Pourquoi regarder en détail ce chiffre? Selon les deux auteurs, cette hausse de l’activité des plus de 55 ans pèse sur la dynamique des salaires, limitant leur hausse en dépit de l’accélération des créations d’emplois. Un taux d’activité plus fort des plus de 55 ans limite l’inflation salariale de façon significative.
C’est peut-être un facteur explicatif de l’absence de pressions salariales alors que l’économie crée de nombreux emplois.

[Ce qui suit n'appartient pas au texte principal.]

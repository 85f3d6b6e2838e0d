//! Current version-control branch lookup.

use std::path::Path;

/// Supplies the current branch name, one of the task-id discovery sources.
pub trait BranchSource: Send + Sync {
    fn current_branch(&self, root: &Path) -> Option<String>;
}

/// Reads the HEAD shorthand of the repository containing `root`.
#[derive(Debug, Clone, Copy, Default)]
pub struct GitBranchSource;

impl BranchSource for GitBranchSource {
    fn current_branch(&self, root: &Path) -> Option<String> {
        let repo = match git2::Repository::discover(root) {
            Ok(repo) => repo,
            Err(e) => {
                tracing::debug!(error = %e, "no git repository, skipping branch source");
                return None;
            }
        };
        let head = repo.head().ok()?;
        head.shorthand().map(str::to_string)
    }
}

Sur le plan conjoncturel, on notera que la dynamique de court terme de la zone euro et du Japon plafonnent. Les indices publiés par Markit mais aussi l’indice ZEW en Allemagne ou celui du climat des affaires en France suggèrent que l’activité n’accélère plus d’un mois sur l’autre même si elle continue de progresser vivement. Cela reflète l’essoufflement de la reprise sans impulsion supplémentaire.
On notera sur ce point, que l’indice Markit pour les USA s’améliore reflétant les effets attendus de la politique budgétaire.

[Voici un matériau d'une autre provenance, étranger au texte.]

//! Typed verify configuration and gate definitions.

use std::collections::BTreeMap;
use std::fmt;

use serde::{Deserialize, Serialize};

use ratchet_core::errors::ConfigError;

/// Where task ids are discovered.
#[derive(Debug, Clone, Copy, PartialEq, Eq, Hash, Serialize, Deserialize)]
#[serde(rename_all = "snake_case")]
pub enum TaskIdSource {
    Cli,
    Env,
    Branch,
}

impl TaskIdSource {
    pub fn defaults() -> Vec<TaskIdSource> {
        vec![Self::Cli, Self::Env, Self::Branch]
    }
}

/// A gate's type-specific payload. Closed set: anything else is `Unsupported`.
#[derive(Debug, Clone, PartialEq, Eq)]
pub enum GateKind {
    Command {
        command: String,
    },
    CustomScript {
        command: String,
    },
    FileExists {
        paths: Vec<String>,
    },
    Regex {
        file: String,
        pattern: String,
        flags: String,
        min_matches: usize,
    },
    JsonSchema {
        schema: String,
        data: String,
    },
    /// A `type` outside the closed set. Always fails.
    Unsupported { type_name: String },
    /// A known `type` whose fields did not parse. Always fails.
    Malformed { type_name: String, message: String },
}

impl GateKind {
    pub fn type_name(&self) -> &str {
        match self {
            Self::Command { .. } => "command",
            Self::CustomScript { .. } => "custom_script",
            Self::FileExists { .. } => "file_exists",
            Self::Regex { .. } => "regex",
            Self::JsonSchema { .. } => "json_schema",
            Self::Unsupported { type_name } | Self::Malformed { type_name, .. } => type_name,
        }
    }
}

/// A declarative verification gate.
#[derive(Debug, Clone, PartialEq, Eq)]
pub struct GateSpec {
    pub id: String,
    pub description: Option<String>,
    pub required: bool,
    pub enabled: bool,
    pub for_each_task_id: bool,
    pub kind: GateKind,
}

impl fmt::Display for GateSpec {
    fn fmt(&self, f: &mut fmt::Formatter<'_>) -> fmt::Result {
        write!(f, "{} ({})", self.id, self.kind.type_name())
    }
}

#[derive(Deserialize)]
struct CommonFields {
    id: String,
    #[serde(rename = "type", default)]
    type_name: Option<String>,
    #[serde(default)]
    description: Option<String>,
    #[serde(default = "default_true")]
    required: bool,
    #[serde(default = "default_true")]
    enabled: bool,
    #[serde(default)]
    for_each_task_id: bool,
}

#[derive(Deserialize)]
struct CommandFields {
    #[serde(alias = "script")]
    command: String,
}

#[derive(Deserialize)]
struct FileExistsFields {
    paths: Vec<String>,
}

#[derive(Deserialize)]
struct RegexFields {
    file: String,
    pattern: String,
    #[serde(default)]
    flags: String,
    #[serde(default = "default_min_matches")]
    min_matches: usize,
}

#[derive(Deserialize)]
struct JsonSchemaFields {
    schema: String,
    data: String,
}

fn default_true() -> bool {
    true
}

fn default_min_matches() -> usize {
    1
}

impl GateSpec {
    /// Build a typed gate from one merged gate record.
    ///
    /// A missing or non-string `id` is a configuration error. Missing
    /// type-specific fields are not: the gate becomes `Malformed` and fails
    /// at evaluation time like any other broken gate.
    pub fn from_value(index: usize, value: &serde_json::Value) -> Result<Self, ConfigError> {
        let common: CommonFields =
            serde_json::from_value(value.clone()).map_err(|e| ConfigError::InvalidValue {
                field: format!("verify.gates[{index}]"),
                message: e.to_string(),
            })?;

        let type_name = common.type_name.unwrap_or_default();
        let kind = match type_name.as_str() {
            "command" => typed::<CommandFields>(&type_name, value)
                .map(|f| GateKind::Command { command: f.command }),
            "custom_script" => typed::<CommandFields>(&type_name, value)
                .map(|f| GateKind::CustomScript { command: f.command }),
            "file_exists" => typed::<FileExistsFields>(&type_name, value)
                .map(|f| GateKind::FileExists { paths: f.paths }),
            "regex" => typed::<RegexFields>(&type_name, value).map(|f| GateKind::Regex {
                file: f.file,
                pattern: f.pattern,
                flags: f.flags,
                min_matches: f.min_matches,
            }),
            "json_schema" => typed::<JsonSchemaFields>(&type_name, value).map(|f| {
                GateKind::JsonSchema {
                    schema: f.schema,
                    data: f.data,
                }
            }),
            _ => Ok(GateKind::Unsupported {
                type_name: type_name.clone(),
            }),
        };

        Ok(Self {
            id: common.id,
            description: common.description,
            required: common.required,
            enabled: common.enabled,
            for_each_task_id: common.for_each_task_id,
            kind: kind.unwrap_or_else(|k| k),
        })
    }
}

/// Parse the variant fields, or describe why they don't parse.
fn typed<T: serde::de::DeserializeOwned>(
    type_name: &str,
    value: &serde_json::Value,
) -> Result<T, GateKind> {
    serde_json::from_value(value.clone()).map_err(|e| GateKind::Malformed {
        type_name: type_name.to_string(),
        message: e.to_string(),
    })
}

#[derive(Deserialize)]
struct RawVerifyConfig {
    #[serde(default)]
    enabled: bool,
    task_id_pattern: Option<String>,
    #[serde(default)]
    task_id_sources: Vec<TaskIdSource>,
    task_id_env: Option<String>,
    #[serde(default)]
    require_task_id: bool,
    waivers_file: Option<String>,
    #[serde(default)]
    gates: Vec<serde_json::Value>,
}

/// The effective, typed verify configuration.
#[derive(Debug, Clone, PartialEq, Eq)]
pub struct VerifyConfig {
    pub enabled: bool,
    pub task_id_pattern: String,
    pub task_id_sources: Vec<TaskIdSource>,
    pub task_id_env: String,
    /// Fail verification when no task id resolves.
    pub require_task_id: bool,
    /// Waivers file relative to the project root; defaults to `<quality_dir>/waivers.json`.
    pub waivers_file: Option<String>,
    pub gates: Vec<GateSpec>,
}

impl VerifyConfig {
    /// Type a merged verify document.
    pub fn from_value(value: &serde_json::Value) -> Result<Self, ConfigError> {
        let raw: RawVerifyConfig =
            serde_json::from_value(value.clone()).map_err(|e| ConfigError::InvalidValue {
                field: "verify".to_string(),
                message: e.to_string(),
            })?;

        let gates = raw
            .gates
            .iter()
            .enumerate()
            .map(|(i, g)| GateSpec::from_value(i, g))
            .collect::<Result<Vec<_>, _>>()?;

        let task_id_sources = if raw.task_id_sources.is_empty() {
            TaskIdSource::defaults()
        } else {
            raw.task_id_sources
        };

        Ok(Self {
            enabled: raw.enabled,
            task_id_pattern: raw
                .task_id_pattern
                .unwrap_or_else(|| ratchet_core::constants::DEFAULT_TASK_ID_PATTERN.to_string()),
            task_id_sources,
            task_id_env: raw
                .task_id_env
                .unwrap_or_else(|| ratchet_core::constants::DEFAULT_TASK_ID_ENV.to_string()),
            require_task_id: raw.require_task_id,
            waivers_file: raw.waivers_file,
            gates,
        })
    }
}

/// A pack that took part in the merge, for auditability.
#[derive(Debug, Clone, PartialEq, Eq, Serialize, Deserialize)]
pub struct PackRef {
    pub reference: String,
    pub path: String,
}

/// Result of the full merge: typed config plus its provenance.
#[derive(Debug, Clone, PartialEq)]
pub struct EffectiveVerifyConfig {
    pub config: VerifyConfig,
    pub packs: Vec<PackRef>,
    /// The four named commands, materialized for interpolation.
    pub commands: BTreeMap<String, String>,
    /// The merged untyped document the typed config was built from.
    pub document: serde_json::Value,
}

On notera aussi que les dépenses des ménages britanniques n’accélèrent plus. On voit sur le graphe que les ventes des détails ralentissent depuis quelques mois alors que les salaires réels n’augmentent pas.

Autre point intéressant sur le Royaume Uni, le taux d’inflation ralentit. Elle s’est établie à 2.7% en février après un point haut au-delà de 3% (3.1%) en novembre. Dans le même temps, l’inflation sous-jacente ralentit aussi à 2.4%.
Si ce mouvement se confirme, il serait raisonnable pour la BoE de maintenir sa politique monétaire inchangée. A l’issue de sa réunion de jeudi dernier, la banque centrale britannique a maintenu son taux de référence à 0.5% tout en indiquant que l’orientation de sa stratégie monétaire était toujours vers un resserrement en raison d’une demande excessive. La BoE ne peut pas dire autrement en raison de l’inflation qui est bien au-delà de son objectif. Elle doit rester crédible. Il me semble néanmoins que la meilleure stratégie sera de ne rien faire tant que les discussions sur le Brexit ne seront pas éclaircies.
Le propos de la Maison Blanche sur les tarifs douaniers applicables à 60 milliards de produits chinois et la réponse de la Chine créent une situation fragile. Pour l’instant les chinois ont été plutôt arrangeants afin de ne pas créer de tensions excessives. Ils ont proposé un changement dans les prises de participations de groupes financiers étrangers, avec la possibilité de prise majoritaire, dans les entreprises financières chinoises. Cependant, les autorités de l’Empire du milieu restent très attentives aux menaces américaines et sont prêtes à répliquer si cela était nécessaire.
Cette situation est toujours une menace.

Pour revenir un instant sur les tarifs appliqués à l’acier et à l’aluminium on reprendra cette phrase d’Adam Posen, le patron du Peterson Institute «For every one US worker in metals production there are more than 40 workers in metals-using industries. Taxing the latter to privilege the former makes no sense (Pour chaque travailleur américain dans la production de métaux, il y a plus de 40 travailleurs dans les industries utilisatrices de métaux. Taxer ce dernier pour privilégier le premier n’a aucun sens).»

En Italie, le vote pour la Lega et pour le mouvement 5 étoiles à la tête du Sénat et du Parlement a été validée samedi. Le président italien doit désigner, entre le 30 mars et le 6 avril, un premier ministre capable de former un gouvernement. Au regard de l’alliance entre la Lega et le mouvement 5 étoiles, il est probable qu’un candidat pourrait représenter les deux partis et former un gouvernement plutôt anti-européen. La plateforme pourrait reposer sur la contestation des réformes faites sur le marché du travail et sur les retraites. Si c’est le cas, la situation européenne va devenir bancale. Cela devient problématique.